By Gregory Tinsky (Russia)
Case of Mikhail Khodorkovsky — not long ago, one of the wealthiest men in Russia — broke not just Russians but rather an entire world apart. Khodorkovsky — still being quite a young man — seemingly became the most famous prisoner in the world. Some people believe him to be a prisoner of conscience who got into jail for his political views; others treat him as thief who robbed a giant country. Russians, just like citizens of any post-communist state, don’t favor wealthy, but for part of the nation Khodorkovsky became a banner of the opposition, which pickets the court building and demands to liberate their idol. I also have an opinion on that matter and I’d like to share it with my readers. Khodorkovsky’s case is too complicated to give a short and unequivocal answer to the question: “What for?” Let’s try to look into Mikhail Khodorkovsky’s past and figure out “how a person could have become an oligarch during the time of Russian transformation?”

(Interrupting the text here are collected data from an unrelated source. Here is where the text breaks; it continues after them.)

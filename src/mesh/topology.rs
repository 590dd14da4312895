//! Edge and vertex topology analysis.
//!
//! [`TopologyReport`] answers the questions the repair pipeline promises to
//! settle: is every edge shared by exactly two triangles, do the triangles
//! around every vertex form a single fan, are neighbouring triangles oriented
//! consistently, and how many closed pieces does the mesh consist of.

use std::collections::HashMap;
use std::fmt;

use super::TriangleMesh;

/// Summary of the combinatorial structure of a [`TriangleMesh`].
#[derive(Debug, Clone, Default, PartialEq, Eq)]
pub struct TopologyReport {
    /// Total number of vertices, referenced or not.
    pub vertex_count: usize,
    /// Total number of faces.
    pub face_count: usize,
    /// Number of distinct undirected edges.
    pub edge_count: usize,
    /// Edges with exactly one incident face.
    pub boundary_edges: usize,
    /// Edges with more than two incident faces.
    pub non_manifold_edges: usize,
    /// Two-face edges traversed in the same direction by both faces.
    pub inconsistent_edges: usize,
    /// Vertices whose incident faces do not form a single fan.
    pub non_manifold_vertices: usize,
    /// Vertices not referenced by any face.
    pub isolated_vertices: usize,
    /// Faces that repeat a vertex index.
    pub degenerate_faces: usize,
    /// Connected components (vertex-connected face sets).
    pub components: usize,
    /// V - E + F over referenced vertices.
    pub euler_characteristic: i64,
}

impl TopologyReport {
    /// Analyze a mesh.
    pub fn analyze(mesh: &TriangleMesh) -> Self {
        let n = mesh.num_vertices();
        let mut report = TopologyReport {
            vertex_count: n,
            face_count: mesh.num_faces(),
            ..Default::default()
        };

        // Undirected edge -> (uses along min->max, uses along max->min)
        let mut edges: HashMap<(usize, usize), (usize, usize)> = HashMap::new();
        // Vertex -> opposite edges of its incident faces (its link)
        let mut links: Vec<Vec<(usize, usize)>> = vec![Vec::new(); n];
        let mut referenced = vec![false; n];
        let mut components = UnionFind::new(n);

        for &[a, b, c] in &mesh.faces {
            if a == b || b == c || a == c {
                report.degenerate_faces += 1;
                continue;
            }
            for (u, v) in [(a, b), (b, c), (c, a)] {
                let entry = edges.entry((u.min(v), u.max(v))).or_insert((0, 0));
                if u < v {
                    entry.0 += 1;
                } else {
                    entry.1 += 1;
                }
            }
            links[a].push((b, c));
            links[b].push((c, a));
            links[c].push((a, b));
            referenced[a] = true;
            referenced[b] = true;
            referenced[c] = true;
            components.union(a, b);
            components.union(b, c);
        }

        report.edge_count = edges.len();
        for &(forward, backward) in edges.values() {
            match forward + backward {
                1 => report.boundary_edges += 1,
                2 => {
                    if forward != 1 {
                        report.inconsistent_edges += 1;
                    }
                }
                _ => report.non_manifold_edges += 1,
            }
        }

        report.non_manifold_vertices = links
            .iter()
            .filter(|link| !link.is_empty() && !is_single_fan(link))
            .count();
        report.isolated_vertices = referenced.iter().filter(|&&r| !r).count();

        let mut roots: Vec<usize> = (0..n)
            .filter(|&v| referenced[v])
            .map(|v| components.find(v))
            .collect();
        roots.sort_unstable();
        roots.dedup();
        report.components = roots.len();

        let used_vertices = (n - report.isolated_vertices) as i64;
        let used_faces = (report.face_count - report.degenerate_faces) as i64;
        report.euler_characteristic = used_vertices - report.edge_count as i64 + used_faces;

        report
    }

    /// No non-manifold edges, no pinched vertices and no degenerate faces.
    pub fn is_manifold(&self) -> bool {
        self.non_manifold_edges == 0 && self.non_manifold_vertices == 0 && self.degenerate_faces == 0
    }

    /// No boundary edges.
    pub fn is_closed(&self) -> bool {
        self.boundary_edges == 0
    }

    /// Every two-face edge is traversed once in each direction.
    pub fn is_consistently_oriented(&self) -> bool {
        self.inconsistent_edges == 0
    }

    /// Closed, manifold and consistently oriented.
    pub fn is_watertight(&self) -> bool {
        self.is_manifold() && self.is_closed() && self.is_consistently_oriented()
    }

    /// Total genus, defined only for watertight meshes.
    ///
    /// For closed orientable surfaces `χ = 2c - 2g` summed over the `c`
    /// components.
    pub fn genus(&self) -> Option<i64> {
        if !self.is_watertight() {
            return None;
        }
        Some((2 * self.components as i64 - self.euler_characteristic) / 2)
    }
}

impl fmt::Display for TopologyReport {
    fn fmt(&self, f: &mut fmt::Formatter<'_>) -> fmt::Result {
        writeln!(f, "Topology:")?;
        writeln!(f, "  Vertices: {}", self.vertex_count)?;
        writeln!(f, "  Faces: {}", self.face_count)?;
        writeln!(f, "  Edges: {}", self.edge_count)?;
        writeln!(f, "  Components: {}", self.components)?;
        writeln!(f, "  Euler characteristic: {}", self.euler_characteristic)?;
        writeln!(f, "  Closed: {}", if self.is_closed() { "Yes" } else { "No" })?;
        writeln!(f, "  Manifold: {}", if self.is_manifold() { "Yes" } else { "No" })?;
        if let Some(genus) = self.genus() {
            writeln!(f, "  Genus: {}", genus)?;
        }
        if self.boundary_edges > 0 {
            writeln!(f, "  Boundary edges: {}", self.boundary_edges)?;
        }
        if self.non_manifold_edges > 0 {
            writeln!(f, "  Non-manifold edges: {}", self.non_manifold_edges)?;
        }
        if self.inconsistent_edges > 0 {
            writeln!(f, "  Inconsistently oriented edges: {}", self.inconsistent_edges)?;
        }
        if self.non_manifold_vertices > 0 {
            writeln!(f, "  Non-manifold vertices: {}", self.non_manifold_vertices)?;
        }
        if self.degenerate_faces > 0 {
            writeln!(f, "  Degenerate faces: {}", self.degenerate_faces)?;
        }
        if self.isolated_vertices > 0 {
            writeln!(f, "  Isolated vertices: {}", self.isolated_vertices)?;
        }
        Ok(())
    }
}

/// Whether the link edges around a vertex form one fan (a cycle or a path).
pub(crate) fn is_single_fan(link: &[(usize, usize)]) -> bool {
    let mut adjacency: HashMap<usize, Vec<usize>> = HashMap::new();
    for &(a, b) in link {
        adjacency.entry(a).or_default().push(b);
        adjacency.entry(b).or_default().push(a);
    }
    if adjacency.values().any(|n| n.len() > 2) {
        return false;
    }

    let Some(&start) = adjacency.keys().next() else {
        return true;
    };
    let mut seen = vec![start];
    let mut stack = vec![start];
    while let Some(u) = stack.pop() {
        for &w in &adjacency[&u] {
            if !seen.contains(&w) {
                seen.push(w);
                stack.push(w);
            }
        }
    }
    seen.len() == adjacency.len()
}

struct UnionFind {
    parent: Vec<usize>,
}

impl UnionFind {
    fn new(n: usize) -> Self {
        Self {
            parent: (0..n).collect(),
        }
    }

    fn find(&mut self, mut x: usize) -> usize {
        while self.parent[x] != x {
            self.parent[x] = self.parent[self.parent[x]];
            x = self.parent[x];
        }
        x
    }

    fn union(&mut self, a: usize, b: usize) {
        let ra = self.find(a);
        let rb = self.find(b);
        if ra != rb {
            self.parent[ra.max(rb)] = ra.min(rb);
        }
    }
}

He made his first money when he was 12 — it happened right by the next-door bakery. His family wasn’t a poor one so he just wished to have his own money that he’d be able to spend on whatever he liked. Being a student of Mendeleev Moscow Institute of Chemistry and Technology Mikhail became a commander of the student construction unit (which was a student Komsomol movement in the USSR). In fact, this was also the only opportunities for indigent students to make decent money during the holidays. Just as nearly any activity of this period, “art of money-making” was also based on fraud: firstly, one had to make a deal with his bosses, fake the documents, and then “fairly” share the money that allegedly wasn’t made at all. I suppose this was the exact period of Khodorkovsky’s life, when he gained the skills that afterwards allowed him to create an empire of his own — now known all over the world as Yukos.
By the time when Gorbachev’s perestroika started, Mikhail Khodorkovsky was ready to make a really good buck. In 1987, being a second Komsomol secretary for the Frunze regional committee, Khodorkovsky along with his chief Sergey Monakhov (who was a first secretary at the time) incorporated the “Center for Scientific and Technical Creativity of the Youth”. Creativity of youth, however, had nothing to do with the activities of that center. Khodorkovsky and his friends used an utmost simple, yet very effective way to make money. In those years, financial brokerage came down to the fact that entrepreneurship was allowed only for the Komsomol members. For example, one wealthy state company was buying certain services from another one (say, sending its employees to the qualified medical checkup). Where is a loophole to make a buck for Khodorkovsky here? Here it is — state company makes a contract with the Center of Youth, which in turn, concludes an agreement with the hospital. Poor doctors were to do their job and the state company was to pay the Center of Youth. The whole point was that the money turnover was cashless at the time, but Komsomol members were allowed to cash the money. The rest is a technical matter. Money are withdrawn from the bank account and divided into three parts: 20% to bribe the director of the state company, 30% go to the doctors and 50% — to develop the creativity of the Komsomol youth. That was a money laundry where Khodorkovsky made his first big money.